## Aim of the task
Write out every line from the listing below where the string "cloned" is found.

## Extracted material
use std::path::Path;
use tokio::fs;
use tracing::{debug, info};

use crate::error::{Result, SubtransError};

/// One cue of an SRT file.
///
/// Timing strings are carried verbatim; only `text` is ever rewritten.
#[derive(Debug, Clone, PartialEq, Eq)]
pub struct SubtitleItem {
    pub index: usize,
    pub start_time: String,
    pub end_time: String,
    pub text: String,
}

impl SubtitleItem {
    pub fn new(index: usize, start_time: &str, end_time: &str, text: &str) -> Self {
        Self {
            index,
            start_time: start_time.to_string(),
            end_time: end_time.to_string(),
            text: text.to_string(),
        }
    }
}

/// Read and parse an SRT file
pub async fn read_subtitles<P: AsRef<Path>>(path: P) -> Result<Vec<SubtitleItem>> {
    let path = path.as_ref();
    if !path.exists() {
        return Err(SubtransError::FileNotFound(path.display().to_string()));
    }

    let bytes = fs::read(path).await?;
    let content = String::from_utf8(bytes).map_err(|e| {
        SubtransError::Subtitle(format!(
            "{}: not valid UTF-8 (first invalid byte at offset {})",
            path.display(),
            e.utf8_error().valid_up_to()
        ))
    })?;
    let items = parse_srt(&content).map_err(|e| match e {
        SubtransError::Subtitle(detail) => SubtransError::Subtitle(format!("{}: {}", path.display(), detail)),
        other => other,
    })?;

    debug!("Read {} subtitle items from {}", items.len(), path.display());
    Ok(items)
}

/// Write subtitle items as UTF-8 SRT
pub async fn write_subtitles<P: AsRef<Path>>(path: P, items: &[SubtitleItem]) -> Result<()> {
    let path = path.as_ref();
    info!("Writing SRT file: {}", path.display());
    fs::write(path, render_srt(items)).await?;
    Ok(())
}

pub fn parse_srt(content: &str) -> Result<Vec<SubtitleItem>> {
    let content = content.strip_prefix('\u{feff}').unwrap_or(content);
    let normalized = content.replace("\r\n", "\n").replace('\r', "\n");

    let mut items = Vec::new();
    let mut block: Vec<&str> = Vec::new();

    for line in normalized.lines().chain(std::iter::once("")) {
        if line.trim().is_empty() {
            if !block.is_empty() {
                items.push(parse_block(&block, items.len() + 1)?);
                block.clear();
            }
        } else {
            block.push(line);
        }
    }

    Ok(items)
}

fn parse_block(lines: &[&str], position: usize) -> Result<SubtitleItem> {
    let index = lines[0].trim().parse::<usize>().map_err(|_| {
        SubtransError::Subtitle(format!(
            "cue #{}: expected a numeric index, found '{}'",
            position, lines[0]
        ))
    })?;

    let timing = lines.get(1).ok_or_else(|| {
        SubtransError::Subtitle(format!("cue #{}: missing timing line", position))
    })?;
    let (start_time, end_time) = timing.split_once("-->").ok_or_else(|| {
        SubtransError::Subtitle(format!(
            "cue #{}: expected 'start --> end', found '{}'",
            position, timing
        ))
    })?;

    Ok(SubtitleItem {
        index,
        start_time: start_time.trim().to_string(),
        end_time: end_time.trim().to_string(),
        text: lines[2..].join("\n"),
    })
}

pub fn render_srt(items: &[SubtitleItem]) -> String {
    let mut srt_content = String::new();

    for item in items {
        srt_content.push_str(&format!(
            "{}\n{} --> {}\n{}\n\n",
            item.index, item.start_time, item.end_time, item.text
        ));
    }

    srt_content
}
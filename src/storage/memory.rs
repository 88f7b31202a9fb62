//! In-memory storage implementation for testing and temporary indexes.

use std::io::{Cursor, Read, Seek, SeekFrom, Write};
use std::sync::Arc;
use std::sync::atomic::{AtomicU64, Ordering};

use ahash::AHashMap;
use parking_lot::Mutex;

use crate::error::{NaginataError, Result};
use crate::storage::{Storage, StorageConfig, StorageInput, StorageOutput};

/// An in-memory storage implementation.
///
/// Files live in a shared map; outputs buffer locally and publish their
/// contents into the map on `flush_and_sync`, mirroring the visibility rules
/// of the file backend.
#[derive(Debug)]
pub struct MemoryStorage {
    /// The files stored in memory.
    files: Arc<Mutex<AHashMap<String, Arc<[u8]>>>>,
    /// Counter for generating unique temp file names.
    temp_counter: AtomicU64,
    /// Storage configuration (unused fields kept for parity with file storage).
    #[allow(dead_code)]
    config: StorageConfig,
}

impl MemoryStorage {
    /// Create a new memory storage.
    pub fn new(config: StorageConfig) -> Self {
        MemoryStorage {
            files: Arc::new(Mutex::new(AHashMap::new())),
            temp_counter: AtomicU64::new(0),
            config,
        }
    }

    /// Create a new memory storage with default configuration.
    pub fn new_default() -> Self {
        Self::new(StorageConfig::default())
    }

    /// Get the number of files stored.
    pub fn file_count(&self) -> usize {
        self.files.lock().len()
    }

    /// Get the total size of all files.
    pub fn total_size(&self) -> u64 {
        self.files.lock().values().map(|d| d.len() as u64).sum()
    }
}

impl Default for MemoryStorage {
    fn default() -> Self {
        Self::new_default()
    }
}

impl Storage for MemoryStorage {
    fn open_input(&self, name: &str) -> Result<Box<dyn StorageInput>> {
        let files = self.files.lock();
        let data = files
            .get(name)
            .cloned()
            .ok_or_else(|| NaginataError::file_not_found(name))?;
        Ok(Box::new(MemoryInput {
            name: name.to_string(),
            cursor: Cursor::new(data),
        }))
    }

    fn create_output(&self, name: &str) -> Result<Box<dyn StorageOutput>> {
        Ok(Box::new(MemoryOutput {
            name: name.to_string(),
            files: Arc::clone(&self.files),
            cursor: Cursor::new(Vec::new()),
        }))
    }

    fn create_temp_output(&self, prefix: &str) -> Result<(String, Box<dyn StorageOutput>)> {
        let n = self.temp_counter.fetch_add(1, Ordering::Relaxed);
        let name = format!("{prefix}{n}.tmp");
        let output = self.create_output(&name)?;
        Ok((name, output))
    }

    fn file_exists(&self, name: &str) -> bool {
        self.files.lock().contains_key(name)
    }

    fn delete_file(&self, name: &str) -> Result<()> {
        self.files
            .lock()
            .remove(name)
            .map(|_| ())
            .ok_or_else(|| NaginataError::file_not_found(name))
    }

    fn list_files(&self) -> Result<Vec<String>> {
        let mut names: Vec<String> = self.files.lock().keys().cloned().collect();
        names.sort();
        Ok(names)
    }

    fn file_size(&self, name: &str) -> Result<u64> {
        let files = self.files.lock();
        files
            .get(name)
            .map(|d| d.len() as u64)
            .ok_or_else(|| NaginataError::file_not_found(name))
    }

    fn rename_file(&self, old_name: &str, new_name: &str) -> Result<()> {
        let mut files = self.files.lock();
        let data = files
            .remove(old_name)
            .ok_or_else(|| NaginataError::file_not_found(old_name))?;
        files.insert(new_name.to_string(), data);
        Ok(())
    }

    fn sync(&self) -> Result<()> {
        Ok(())
    }
}

/// An input reading from an immutable in-memory snapshot of a file.
#[derive(Debug)]
struct MemoryInput {
    name: String,
    cursor: Cursor<Arc<[u8]>>,
}

impl Read for MemoryInput {
    fn read(&mut self, buf: &mut [u8]) -> std::io::Result<usize> {
        self.cursor.read(buf)
    }
}

impl Seek for MemoryInput {
    fn seek(&mut self, pos: SeekFrom) -> std::io::Result<u64> {
        self.cursor.seek(pos)
    }
}

impl StorageInput for MemoryInput {
    fn size(&self) -> Result<u64> {
        Ok(self.cursor.get_ref().len() as u64)
    }

    fn clone_input(&self) -> Result<Box<dyn StorageInput>> {
        Ok(Box::new(MemoryInput {
            name: self.name.clone(),
            cursor: Cursor::new(Arc::clone(self.cursor.get_ref())),
        }))
    }
}

/// An output buffering locally, published to the shared map on sync or drop.
#[derive(Debug)]
struct MemoryOutput {
    name: String,
    files: Arc<Mutex<AHashMap<String, Arc<[u8]>>>>,
    cursor: Cursor<Vec<u8>>,
}

impl MemoryOutput {
    fn publish(&mut self) {
        let data: Arc<[u8]> = Arc::from(self.cursor.get_ref().as_slice());
        self.files.lock().insert(self.name.clone(), data);
    }
}

impl Write for MemoryOutput {
    fn write(&mut self, buf: &[u8]) -> std::io::Result<usize> {
        self.cursor.write(buf)
    }

    fn flush(&mut self) -> std::io::Result<()> {
        Ok(())
    }
}

impl Seek for MemoryOutput {
    fn seek(&mut self, pos: SeekFrom) -> std::io::Result<u64> {
        self.cursor.seek(pos)
    }
}

impl StorageOutput for MemoryOutput {
    fn flush_and_sync(&mut self) -> Result<()> {
        self.publish();
        Ok(())
    }

    fn position(&mut self) -> Result<u64> {
        Ok(self.cursor.position())
    }
}

impl Drop for MemoryOutput {
    fn drop(&mut self) {
        self.publish();
    }
}

#[cfg(test)]
mod tests {
    use super::*;

    #[test]
    fn test_write_then_read() {
        let storage = MemoryStorage::new_default();

        let mut out = storage.create_output("a.bin").unwrap();
        out.write_all(b"payload").unwrap();
        out.flush_and_sync().unwrap();
        drop(out);

        let mut input = storage.open_input("a.bin").unwrap();
        let mut buf = Vec::new();
        input.read_to_end(&mut buf).unwrap();
        assert_eq!(buf, b"payload");
    }

    #[test]
    fn test_input_sees_snapshot() {
        let storage = MemoryStorage::new_default();

        let mut out = storage.create_output("a.bin").unwrap();
        out.write_all(b"v1").unwrap();
        out.flush_and_sync().unwrap();
        drop(out);

        let input = storage.open_input("a.bin").unwrap();

        // Overwrite after the input was opened; the input keeps the old data.
        let mut out = storage.create_output("a.bin").unwrap();
        out.write_all(b"v2-new").unwrap();
        out.flush_and_sync().unwrap();
        drop(out);

        let mut reader = input;
        let mut buf = Vec::new();
        reader.read_to_end(&mut buf).unwrap();
        assert_eq!(buf, b"v1");
    }

    #[test]
    fn test_rename_and_delete() {
        let storage = MemoryStorage::new_default();

        let mut out = storage.create_output("tmp.bin").unwrap();
        out.write_all(b"x").unwrap();
        out.flush_and_sync().unwrap();
        drop(out);

        storage.rename_file("tmp.bin", "live.bin").unwrap();
        assert!(storage.file_exists("live.bin"));
        assert!(!storage.file_exists("tmp.bin"));

        storage.delete_file("live.bin").unwrap();
        assert_eq!(storage.file_count(), 0);
        assert!(storage.delete_file("live.bin").is_err());
    }

    #[test]
    fn test_temp_output_names_unique() {
        let storage = MemoryStorage::new_default();
        let (a, _out_a) = storage.create_temp_output("seg_").unwrap();
        let (b, _out_b) = storage.create_temp_output("seg_").unwrap();
        assert_ne!(a, b);
    }
}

## Solution to this exercise
            .cloned()
        let mut names: Vec<String> = self.files.lock().keys().cloned().collect();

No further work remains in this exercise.